This program is FAR TOO COMPLEX for the average Joe Schmoe. The whole interface needs to be updated and redone.
I’m even reading “Schrivener for Dummies”, and it is only barely scratching the surface of it all. I selected the “Manuscript (with Parts)”, and it does not even compile correctly. After I compile my book into the EPUB format, the contents are all screwed up, showing Part 1: (Title); but skipping chapter one altogether and then going on to chapter two and so on and so forth. It’s a bloody mess!
I thought I found the solution in S4D when it told me about “Groups”. But I followed the steps, and it still did not compile correctly.
Can anyone please tell me what I am doing wrong? And if this IS a glitch for the Windows version, can someone on the tech team please confirm this for me and promise to fix this problem?
I paid $40 for this software and am now wondering if I wasted my money.
Don’t despair. Scrivener has a long learning curve, but worth to walk.
I just created a Novel With parts project and printed it with the defauls settings with no problem. Could you post a screenshot of your binder to see if that gives a better understanding of the situation?
I was where you are for about a week when I first got into Scrivener.
I finally realized I just didn’t “get it,” and as a last resort before chucking the whole thing,I got into the videos and actually spent an entire day going through every single one of them, following every single step.
Now I use it for a high-volume, high-complexity reporting job, stories, books and fragments, and notekeeping for a variety of loosely-related projects.
I’d recommend taking a step back from compiling, which is a pretty complex subject, and get the basics down first. Once you have that “Aha!” moment, everything falls into place. I’m not an evangelist and when it’s all said and done, Scrivener’s not for everyone – but I think if you stick with it, carefully go with the online videos from dead basic up through complex, and not try to grok the entire thing at once, you’re going to suddenly discover you can’t do without it.
That’s been my experience, at any rate. Good luck!

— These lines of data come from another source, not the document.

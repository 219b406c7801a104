//! Repository layer: entity-scoped database operations.

mod case_participant;
mod document;

pub use case_participant::*;
pub use document::*;
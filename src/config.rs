//! Process configuration.
//!
//! Everything is read once at startup from `CASEVAULT_*` environment
//! variables into an immutable `AppConfig`. A missing or malformed
//! encryption key is a startup failure: there is no fallback key.

use std::net::{IpAddr, Ipv4Addr, SocketAddr};
use std::path::PathBuf;
use std::time::Duration;

use thiserror::Error;

use crate::crypto::{CryptoError, DocumentKey};

/// Application-level constants
pub const APP_NAME: &str = "casevault";
pub const APP_VERSION: &str = env!("CARGO_PKG_VERSION");

/// Upload ceiling applied when `CASEVAULT_MAX_UPLOAD_BYTES` is unset (10 MiB).
pub const DEFAULT_MAX_UPLOAD_BYTES: usize = 10 * 1024 * 1024;

pub const DEFAULT_BIND_ADDR: SocketAddr =
    SocketAddr::new(IpAddr::V4(Ipv4Addr::LOCALHOST), 8080);
pub const DEFAULT_OLLAMA_URL: &str = "http://localhost:11434";
pub const DEFAULT_OCR_MODEL: &str = "deepseek-ocr";
pub const DEFAULT_SUMMARY_MODEL: &str = "medgemma:4b";
pub const DEFAULT_HTTP_TIMEOUT_SECS: u64 = 120;
pub const DEFAULT_PIPELINE_TIMEOUT_SECS: u64 = 600;
pub const DEFAULT_RENDER_DPI: u32 = 200;
pub const DEFAULT_OCR_WORKERS: usize = 2;

/// Default tracing filter when `RUST_LOG` is not set.
pub fn default_log_filter() -> &'static str {
    "casevault_lib=info,casevault=info,tower_http=warn"
}

/// Default database location: `<local data dir>/casevault/casevault.db`.
pub fn default_database_path() -> PathBuf {
    dirs::data_local_dir()
        .unwrap_or_else(|| PathBuf::from("."))
        .join(APP_NAME)
        .join("casevault.db")
}

#[derive(Error, Debug)]
pub enum ConfigError {
    #[error("CASEVAULT_ENCRYPTION_KEY is not set; refusing to start without a document key")]
    MissingEncryptionKey,

    #[error("Invalid encryption key: {0}")]
    InvalidEncryptionKey(#[from] CryptoError),

    #[error("Invalid value for {name}: {value}")]
    InvalidValue { name: &'static str, value: String },
}

/// Immutable runtime configuration, shared behind an `Arc`.
pub struct AppConfig {
    pub bind_addr: SocketAddr,
    pub database_path: PathBuf,
    pub encryption_key: DocumentKey,
    pub max_upload_bytes: usize,
    pub ollama_url: String,
    pub ocr_model: String,
    pub summary_model: String,
    /// Per-request timeout for calls to the model server.
    pub http_timeout: Duration,
    /// Upper bound for one complete summary pipeline run.
    pub pipeline_timeout: Duration,
    pub render_dpi: u32,
    pub ocr_workers: usize,
    /// Legacy behaviour: store `"unknown"` as uploader when no identity is forwarded.
    pub allow_anonymous_uploads: bool,
    pub cache_summaries: bool,
    pub enforce_case_access: bool,
}

impl AppConfig {
    /// Load configuration from the process environment.
    pub fn from_env() -> Result<Self, ConfigError> {
        Self::from_lookup(|name| std::env::var(name).ok())
    }

    /// Load configuration from an arbitrary variable lookup.
    pub fn from_lookup<F>(lookup: F) -> Result<Self, ConfigError>
    where
        F: Fn(&str) -> Option<String>,
    {
        let key_hex = lookup("CASEVAULT_ENCRYPTION_KEY")
            .filter(|v| !v.trim().is_empty())
            .ok_or(ConfigError::MissingEncryptionKey)?;
        let encryption_key = DocumentKey::from_hex(key_hex.trim())?;

        let bind_addr = parse_or("CASEVAULT_BIND_ADDR", &lookup, || DEFAULT_BIND_ADDR)?;
        let database_path = lookup("CASEVAULT_DATABASE_PATH")
            .map(PathBuf::from)
            .unwrap_or_else(default_database_path);
        let max_upload_bytes =
            parse_or("CASEVAULT_MAX_UPLOAD_BYTES", &lookup, || DEFAULT_MAX_UPLOAD_BYTES)?;
        let http_timeout_secs =
            parse_or("CASEVAULT_HTTP_TIMEOUT_SECS", &lookup, || DEFAULT_HTTP_TIMEOUT_SECS)?;
        let pipeline_timeout_secs = parse_or("CASEVAULT_PIPELINE_TIMEOUT_SECS", &lookup, || {
            DEFAULT_PIPELINE_TIMEOUT_SECS
        })?;
        let render_dpi = parse_or("CASEVAULT_RENDER_DPI", &lookup, || DEFAULT_RENDER_DPI)?;
        let ocr_workers: usize = parse_or("CASEVAULT_OCR_WORKERS", &lookup, || DEFAULT_OCR_WORKERS)?;

        Ok(Self {
            bind_addr,
            database_path,
            encryption_key,
            max_upload_bytes,
            ollama_url: lookup("CASEVAULT_OLLAMA_URL").unwrap_or_else(|| DEFAULT_OLLAMA_URL.into()),
            ocr_model: lookup("CASEVAULT_OCR_MODEL").unwrap_or_else(|| DEFAULT_OCR_MODEL.into()),
            summary_model: lookup("CASEVAULT_SUMMARY_MODEL")
                .unwrap_or_else(|| DEFAULT_SUMMARY_MODEL.into()),
            http_timeout: Duration::from_secs(http_timeout_secs),
            pipeline_timeout: Duration::from_secs(pipeline_timeout_secs),
            render_dpi,
            ocr_workers: ocr_workers.max(1),
            allow_anonymous_uploads: parse_or("CASEVAULT_ALLOW_ANONYMOUS_UPLOADS", &lookup, || {
                false
            })?,
            cache_summaries: parse_or("CASEVAULT_CACHE_SUMMARIES", &lookup, || false)?,
            enforce_case_access: parse_or("CASEVAULT_ENFORCE_CASE_ACCESS", &lookup, || true)?,
        })
    }

    /// Configuration for tests: fixed key, in-memory friendly defaults.
    #[cfg(test)]
    pub fn for_tests() -> Self {
        Self::from_lookup(|name| match name {
            "CASEVAULT_ENCRYPTION_KEY" => Some("42".repeat(32)),
            _ => None,
        })
        .expect("test config")
    }
}

fn parse_or<T, F, D>(name: &'static str, lookup: &F, default: D) -> Result<T, ConfigError>
where
    T: std::str::FromStr,
    F: Fn(&str) -> Option<String>,
    D: FnOnce() -> T,
{
    match lookup(name) {
        Some(raw) => raw.trim().parse().map_err(|_| ConfigError::InvalidValue {
            name,
            value: raw,
        }),
        None => Ok(default()),
    }
}

#[cfg(test)]
mod tests {
    use super::*;
    use std::collections::HashMap;

    fn lookup_from(pairs: &[(&str, &str)]) -> impl Fn(&str) -> Option<String> {
        let map: HashMap<String, String> = pairs
            .iter()
            .map(|(k, v)| (k.to_string(), v.to_string()))
            .collect();
        move |name| map.get(name).cloned()
    }

    #[test]
    fn missing_key_fails_startup() {
        let result = AppConfig::from_lookup(lookup_from(&[]));
        assert!(matches!(result, Err(ConfigError::MissingEncryptionKey)));
    }

    #[test]
    fn blank_key_fails_startup() {
        let result = AppConfig::from_lookup(lookup_from(&[("CASEVAULT_ENCRYPTION_KEY", "  ")]));
        assert!(matches!(result, Err(ConfigError::MissingEncryptionKey)));
    }

    #[test]
    fn short_key_is_rejected() {
        let result =
            AppConfig::from_lookup(lookup_from(&[("CASEVAULT_ENCRYPTION_KEY", "abcd")]));
        assert!(matches!(result, Err(ConfigError::InvalidEncryptionKey(_))));
    }

    #[test]
    fn defaults_applied() {
        let key = "0f".repeat(32);
        let config =
            AppConfig::from_lookup(lookup_from(&[("CASEVAULT_ENCRYPTION_KEY", &key)])).unwrap();
        assert_eq!(config.max_upload_bytes, 10 * 1024 * 1024);
        assert_eq!(config.render_dpi, 200);
        assert_eq!(config.bind_addr.port(), 8080);
        assert!(!config.allow_anonymous_uploads);
        assert!(!config.cache_summaries);
        assert!(config.enforce_case_access);
        assert_eq!(config.ollama_url, DEFAULT_OLLAMA_URL);
    }

    #[test]
    fn overrides_parsed() {
        let key = "0f".repeat(32);
        let config = AppConfig::from_lookup(lookup_from(&[
            ("CASEVAULT_ENCRYPTION_KEY", &key),
            ("CASEVAULT_MAX_UPLOAD_BYTES", "2048"),
            ("CASEVAULT_CACHE_SUMMARIES", "true"),
            ("CASEVAULT_OCR_WORKERS", "0"),
            ("CASEVAULT_BIND_ADDR", "0.0.0.0:9000"),
        ]))
        .unwrap();
        assert_eq!(config.max_upload_bytes, 2048);
        assert!(config.cache_summaries);
        assert_eq!(config.ocr_workers, 1, "worker count is clamped to at least one");
        assert_eq!(config.bind_addr.port(), 9000);
    }

    #[test]
    fn invalid_number_reports_variable() {
        let key = "0f".repeat(32);
        let result = AppConfig::from_lookup(lookup_from(&[
            ("CASEVAULT_ENCRYPTION_KEY", &key),
            ("CASEVAULT_RENDER_DPI", "high"),
        ]));
        match result {
            Err(ConfigError::InvalidValue { name, value }) => {
                assert_eq!(name, "CASEVAULT_RENDER_DPI");
                assert_eq!(value, "high");
            }
            _ => panic!("expected InvalidValue"),
        }
    }

    #[test]
    fn default_database_under_app_dir() {
        let path = default_database_path();
        assert!(path.ends_with("casevault/casevault.db"));
    }

    #[test]
    fn app_name_is_casevault() {
        assert_eq!(APP_NAME, "casevault");
    }
}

Thank you all for your encouragement. I really do like the fact that this allows you to keep everything (e.g. manuscripts, references, character sketches, notes, settings, etc.) in one program. So maybe I won’t rush to give up on it.
But here is a copy of my Binder. I find it strange that the first folder does not appear to be on the same level as the others. Am I supposed to put my first chapter inside that very first folder with the rest of them? I just don’t know what I am doing wrong. Here is the pic:
I think that’s pretty much it. You seem to have used the Novel template (not the Novel with parts).
On the Novel template every chapter is supposed to be a folder on the first level. If you keep it that way, and then compile with either the E-book, Paperback Novel or Standard Manuscript Format presets (not the with parts versions) it should be OK.
It appears as if the two “Killer” folders are not at the same level as the “Girl” folder. To see this for yourself, click the arrow to the left of “The Girl on the Highway”. That action will hide all the documents in that folder, and the “Killer” folders as well. If they were on the same level, then collapsing the “Girl” folder would leave the two “Killer” folders visible.
Try selecting the two “Killer” folders (click on the first, then ctrl-click the second), and use the menu item Documents->Move->Left.
From there, does the compile work out as you had hoped?
Marta, You are getting excellent advice from RDG, so I won’t adding anything more there. As you get more used to Scrivener, you might prefer not to use the Binder to contain so much information. The units there should just be chapter titles, though sometimes they might contain sub-document “bits” that you want to add to that chapter.
The three different views you can see of the same material are very helpful for maintaining a sense of order while you engage in the crazy business of drafting. Scrivenings shows what you’ve drafted, Corkboard shows the index cards that contain synopses of the draft units, and Outliner shows labels, status, and lots of other possible data.
If you keep all three parts of the interface visible (Binder, Editor, Inspector) and then click on those center icons in the tool bar, you’ll start getting ideas about how to use those elements. If this is all self-evident to you and you’re heaving a weary sigh, then I apologize and return to my abode deep within the roots of a giant oak tree.
I understand you’re using the Windows version. To move the folder “level” just click it once to highlight it and use Ctrl or Ctrl to change the level and Ctrl and Ctrl to rearrange the order. Any folder moved this way will drag all of its subfolders with it. Give it a try. HTH…
Asbestos_Dust, it appears that YOU win the toaster though!
What I really needed all along was the input you provided me, to help me get all of my chapters on the same level. Then it was only a matter of me putting all my chapters in the “Part” folder. Then when I went to compile, it was placing the “Part” on the same page with Chapter One, not allowing Chapter One to be recognized in the Table of Contents.
So after playing around in the Compile screen, I finally figured out that I needed to order a page break before each chapter in order to fix it. And it worked!
Thank all of you for not giving up on this new user of Schrivener. If it had not been for you guys, I certainly would have given up on this wonderful new program. God bless you guys!